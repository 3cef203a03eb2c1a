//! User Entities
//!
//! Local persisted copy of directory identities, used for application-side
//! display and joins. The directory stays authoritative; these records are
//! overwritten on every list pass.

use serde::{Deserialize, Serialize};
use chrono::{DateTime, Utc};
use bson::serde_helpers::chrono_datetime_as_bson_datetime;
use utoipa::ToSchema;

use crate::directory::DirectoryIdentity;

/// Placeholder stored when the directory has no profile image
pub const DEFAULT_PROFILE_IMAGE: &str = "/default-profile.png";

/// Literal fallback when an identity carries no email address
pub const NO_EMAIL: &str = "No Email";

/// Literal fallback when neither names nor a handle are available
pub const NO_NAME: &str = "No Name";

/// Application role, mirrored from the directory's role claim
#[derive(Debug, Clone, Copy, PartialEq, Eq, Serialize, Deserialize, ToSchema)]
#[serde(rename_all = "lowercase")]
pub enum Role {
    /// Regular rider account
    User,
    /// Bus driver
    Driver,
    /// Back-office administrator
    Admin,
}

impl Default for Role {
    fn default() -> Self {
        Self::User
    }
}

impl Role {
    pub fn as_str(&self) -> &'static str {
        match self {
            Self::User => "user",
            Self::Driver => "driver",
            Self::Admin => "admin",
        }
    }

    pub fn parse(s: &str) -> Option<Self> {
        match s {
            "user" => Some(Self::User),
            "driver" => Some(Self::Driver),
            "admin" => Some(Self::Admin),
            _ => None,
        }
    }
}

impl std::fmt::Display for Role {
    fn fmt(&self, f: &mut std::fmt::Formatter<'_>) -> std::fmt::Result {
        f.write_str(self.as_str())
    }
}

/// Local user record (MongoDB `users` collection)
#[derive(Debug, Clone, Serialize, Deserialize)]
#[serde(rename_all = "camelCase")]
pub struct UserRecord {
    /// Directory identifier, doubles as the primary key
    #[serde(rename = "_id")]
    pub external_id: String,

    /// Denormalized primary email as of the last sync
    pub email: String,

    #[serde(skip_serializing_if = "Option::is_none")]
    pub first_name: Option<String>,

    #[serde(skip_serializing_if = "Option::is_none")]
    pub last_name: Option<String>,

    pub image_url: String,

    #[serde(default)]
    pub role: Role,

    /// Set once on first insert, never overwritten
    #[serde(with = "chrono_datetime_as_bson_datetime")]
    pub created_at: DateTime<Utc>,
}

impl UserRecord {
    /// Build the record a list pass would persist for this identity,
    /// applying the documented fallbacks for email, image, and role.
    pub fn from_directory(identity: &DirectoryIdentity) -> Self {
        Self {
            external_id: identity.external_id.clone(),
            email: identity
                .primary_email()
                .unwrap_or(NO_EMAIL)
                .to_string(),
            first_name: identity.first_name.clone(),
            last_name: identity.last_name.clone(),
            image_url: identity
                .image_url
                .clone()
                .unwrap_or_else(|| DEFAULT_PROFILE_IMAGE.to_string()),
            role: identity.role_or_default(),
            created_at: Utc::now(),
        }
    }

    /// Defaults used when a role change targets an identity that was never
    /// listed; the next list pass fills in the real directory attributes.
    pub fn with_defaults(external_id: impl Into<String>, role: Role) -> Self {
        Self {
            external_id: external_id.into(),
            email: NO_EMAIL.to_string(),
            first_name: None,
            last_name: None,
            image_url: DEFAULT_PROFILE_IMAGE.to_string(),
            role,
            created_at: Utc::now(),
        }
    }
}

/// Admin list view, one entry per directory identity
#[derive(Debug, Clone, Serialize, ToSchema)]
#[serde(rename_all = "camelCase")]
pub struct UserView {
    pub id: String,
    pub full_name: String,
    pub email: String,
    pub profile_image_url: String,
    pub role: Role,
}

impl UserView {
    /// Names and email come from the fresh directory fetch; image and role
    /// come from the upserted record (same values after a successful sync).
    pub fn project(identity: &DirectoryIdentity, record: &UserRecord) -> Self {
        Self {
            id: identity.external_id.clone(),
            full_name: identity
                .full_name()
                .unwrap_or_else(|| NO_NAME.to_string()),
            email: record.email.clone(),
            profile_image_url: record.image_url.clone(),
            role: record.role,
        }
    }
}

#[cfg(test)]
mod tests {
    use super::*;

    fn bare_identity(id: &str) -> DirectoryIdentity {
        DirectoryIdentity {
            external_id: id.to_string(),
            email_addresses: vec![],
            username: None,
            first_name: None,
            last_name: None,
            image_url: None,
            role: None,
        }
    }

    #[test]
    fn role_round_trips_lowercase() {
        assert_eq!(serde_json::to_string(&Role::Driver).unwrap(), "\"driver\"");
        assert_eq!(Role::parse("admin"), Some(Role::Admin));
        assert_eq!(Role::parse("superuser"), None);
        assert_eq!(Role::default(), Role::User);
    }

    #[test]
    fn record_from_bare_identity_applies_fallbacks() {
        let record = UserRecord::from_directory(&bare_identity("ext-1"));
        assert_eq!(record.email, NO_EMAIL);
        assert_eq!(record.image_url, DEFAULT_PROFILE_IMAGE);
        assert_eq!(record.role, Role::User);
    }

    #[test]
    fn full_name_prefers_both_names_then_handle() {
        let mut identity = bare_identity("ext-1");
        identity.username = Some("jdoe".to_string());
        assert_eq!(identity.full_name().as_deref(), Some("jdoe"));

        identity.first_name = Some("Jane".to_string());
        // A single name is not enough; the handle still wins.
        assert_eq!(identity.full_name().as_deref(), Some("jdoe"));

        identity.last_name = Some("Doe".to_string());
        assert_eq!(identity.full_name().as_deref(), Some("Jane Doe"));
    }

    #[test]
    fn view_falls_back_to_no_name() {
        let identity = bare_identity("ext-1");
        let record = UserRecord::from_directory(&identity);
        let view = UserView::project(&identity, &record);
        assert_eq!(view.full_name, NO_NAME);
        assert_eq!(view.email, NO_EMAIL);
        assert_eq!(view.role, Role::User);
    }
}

EXERCISE DESCRIPTION: Answer with one number, namely the count of lines in the entries that include the word "derive".

WRITTEN REPLY: 3